Kesempatan untuk Rian?

1.5K 74 54
                                    

Jam masih setengah tujuh pagi, tapi Marsha dan Arfin sudah berada di sekolah. Mereka memanfaatkan waktu sebelum pelajaran dimulai di gedung panahan. Lagi-lagi Arfin mengajari Marsha cara memanah yang baik dan benar. Anak panah Marsha bisa mencapai papan target hanya saat Arfin membantu dengan memegang tangannya, kalau tidak, anak panah itu akan meluncur asal-asalan.

"Kamu mau modus, ya?" goda Arfin. Dan Marsha hanya menjawabnya dengan tawa geli.

"Aku mau duduk aja, liatin kamu memanah," ucap Marsha menyerahkan busur panah di tangannya kepada Arfin.

"Coba sini." Arfin menggulung lengan sweaternya sampai siku lalu mengambil benda itu dari tangan Marsha.

Marsha duduk saat Arfin membuat ancang-ancang untuk memanah. Seketika Marsha bertepuk tangan heboh saat melihat anak panah yang diluncurkan Arfin tepat mengenai pusat papan target.

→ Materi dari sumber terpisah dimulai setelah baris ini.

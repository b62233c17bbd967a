mod common;

use axum::http::{Method, StatusCode};
use serde_json::json;

use common::{ADMIN_KEY, TestApp, id};
use erp_server::services::auth_service;

#[tokio::test]
async fn requests_without_a_valid_key_are_rejected() {
    let app = TestApp::new().await;

    let (status, body) = app.call(Method::GET, "/v1/me", None, None).await;
    assert_eq!(status, StatusCode::UNAUTHORIZED);
    assert_eq!(body["error"]["code"], "unauthorized");

    let (status, _) = app
        .call(Method::GET, "/v1/me", Some("erp_not_a_real_key_000000"), None)
        .await;
    assert_eq!(status, StatusCode::UNAUTHORIZED);
}

#[tokio::test]
async fn me_describes_the_bootstrap_admin() {
    let app = TestApp::new().await;

    let (status, me) = app.get("/v1/me").await;
    assert_eq!(status, StatusCode::OK);
    assert_eq!(me["user"]["email"], "admin@acme.test");
    assert_eq!(me["tenant"]["slug"], "acme");
    assert_eq!(me["role"]["permissions"], json!(["*"]));
}

#[tokio::test]
async fn role_permissions_gate_each_route() {
    let app = TestApp::new().await;
    let key = app
        .restricted_key("clerk@acme.test", &["hr.employees.read"])
        .await;

    let (status, _) = app
        .call(Method::GET, "/v1/employees", Some(&key), None)
        .await;
    assert_eq!(status, StatusCode::OK);

    let (status, body) = app
        .call(
            Method::POST,
            "/v1/employees",
            Some(&key),
            Some(json!({
                "registration_number": "E-1",
                "full_name": "Jane Doe",
                "hire_date": "2024-01-15",
                "base_salary_cents": 100_000,
            })),
        )
        .await;
    assert_eq!(status, StatusCode::FORBIDDEN);
    assert_eq!(body["error"]["code"], "forbidden");

    let (status, _) = app.call(Method::GET, "/v1/finance/entries", Some(&key), None).await;
    assert_eq!(status, StatusCode::FORBIDDEN);
}

#[tokio::test]
async fn module_wildcards_cover_nested_codes() {
    let app = TestApp::new().await;
    let key = app.restricted_key("hr@acme.test", &["hr.*"]).await;

    let (status, _) = app
        .call(
            Method::POST,
            "/v1/employees",
            Some(&key),
            Some(json!({
                "registration_number": "E-1",
                "full_name": "Jane Doe",
                "hire_date": "2024-01-15",
                "base_salary_cents": 100_000,
            })),
        )
        .await;
    assert_eq!(status, StatusCode::CREATED);

    let (status, _) = app.call(Method::GET, "/v1/warehouses", Some(&key), None).await;
    assert_eq!(status, StatusCode::FORBIDDEN);
}

#[tokio::test]
async fn invalid_permission_codes_and_duplicate_roles_are_refused() {
    let app = TestApp::new().await;

    let (status, _) = app
        .post("/v1/roles", json!({ "name": "Broken", "permissions": ["HR.Payroll"] }))
        .await;
    assert_eq!(status, StatusCode::BAD_REQUEST);

    let (status, _) = app
        .post("/v1/roles", json!({ "name": "Auditor", "permissions": ["audit.*"] }))
        .await;
    assert_eq!(status, StatusCode::CREATED);
    let (status, _) = app
        .post("/v1/roles", json!({ "name": "Auditor", "permissions": [] }))
        .await;
    assert_eq!(status, StatusCode::CONFLICT);
}

#[tokio::test]
async fn roles_in_use_cannot_be_deleted() {
    let app = TestApp::new().await;
    app.restricted_key("clerk@acme.test", &["hr.employees.read"]).await;

    let (_, roles) = app.get("/v1/roles").await;
    let clerk_role = roles
        .as_array()
        .unwrap()
        .iter()
        .find(|r| r["name"] == "Role for clerk@acme.test")
        .unwrap()
        .clone();

    let (status, _) = app.delete(&format!("/v1/roles/{}", id(&clerk_role))).await;
    assert_eq!(status, StatusCode::BAD_REQUEST);
}

#[tokio::test]
async fn revoked_keys_and_deactivated_users_lose_access() {
    let app = TestApp::new().await;
    let key = app.restricted_key("clerk@acme.test", &["hr.*"]).await;

    let (_, me) = app.call(Method::GET, "/v1/me", Some(&key), None).await;
    let user_id = me["user"]["id"].as_str().unwrap().to_string();

    let (status, keys) = app.get(&format!("/v1/users/{user_id}/api-keys")).await;
    assert_eq!(status, StatusCode::OK);
    let listed = &keys.as_array().unwrap()[0];
    assert!(listed.get("key").is_none(), "plaintext is only shown once");

    let (status, _) = app.delete(&format!("/v1/api-keys/{}", id(listed))).await;
    assert_eq!(status, StatusCode::NO_CONTENT);
    let (status, _) = app.call(Method::GET, "/v1/me", Some(&key), None).await;
    assert_eq!(status, StatusCode::UNAUTHORIZED);

    let (status, issued) = app
        .post(&format!("/v1/users/{user_id}/api-keys"), json!({ "label": "second" }))
        .await;
    assert_eq!(status, StatusCode::CREATED);
    let second = issued["key"].as_str().unwrap().to_string();

    let (status, _) = app.delete(&format!("/v1/users/{user_id}")).await;
    assert_eq!(status, StatusCode::NO_CONTENT);
    let (status, _) = app.call(Method::GET, "/v1/me", Some(&second), None).await;
    assert_eq!(status, StatusCode::UNAUTHORIZED);
}

#[tokio::test]
async fn admins_cannot_deactivate_themselves() {
    let app = TestApp::new().await;
    let (_, me) = app.get("/v1/me").await;

    let (status, _) = app
        .delete(&format!("/v1/users/{}", me["user"]["id"].as_str().unwrap()))
        .await;
    assert_eq!(status, StatusCode::BAD_REQUEST);
}

#[tokio::test]
async fn tenants_never_see_each_other() {
    let app = TestApp::new().await;
    let other_key = "erp_globex_admin_key_987654321";
    auth_service::bootstrap(&app.ctx, "Globex", "admin@globex.test", other_key)
        .await
        .unwrap();

    let employee = app.employee("E-1", 250_000).await;

    let (status, _) = app
        .call(
            Method::GET,
            &format!("/v1/employees/{}", id(&employee)),
            Some(other_key),
            None,
        )
        .await;
    assert_eq!(status, StatusCode::NOT_FOUND);

    let (_, listed) = app
        .call(Method::GET, "/v1/employees", Some(other_key), None)
        .await;
    assert_eq!(listed["meta"]["total"], 0);

    let (_, listed) = app
        .call(Method::GET, "/v1/employees", Some(ADMIN_KEY), None)
        .await;
    assert_eq!(listed["meta"]["total"], 1);
}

Marsha memandangi Arfin yang memunggunginya. Mengingat-ingat, sejak kapan dia mulai jatuh cinta pada cowok itu dan alasannya. Semua sangat sulit dijabarkan. Terlalu banyak rahasia di hidup Arfin. Tapi itu semua tidak membuat Arfin menutup diri dan insecure. Kebalikannya, Arfin selalu percaya diri dan apa adanya.... Semua yang dilakukan Arfin terlihat begitu keren di mata Marsha.

Tiba-tiba dia ingat percakapannya semalam dengan Arfin saat mereka berdua selesai bersih-bersih badan dari sisa hujan lalu makan mie instan berdua.

Flashback...

"Kamu kok kelihatan udah akrab banget sama Om Ares?" tanya Marsha saat menunggu mie instannya tidak terlalu panas. "Padahal belum kenal lama, kan?"

Mendengar pertanyaan Marsha, Arfin yang akan menyendokkan mie ke dalam mulut berubah pikiran. Dia meletakkan sendok kembali ke dalam mangkok lalu diam.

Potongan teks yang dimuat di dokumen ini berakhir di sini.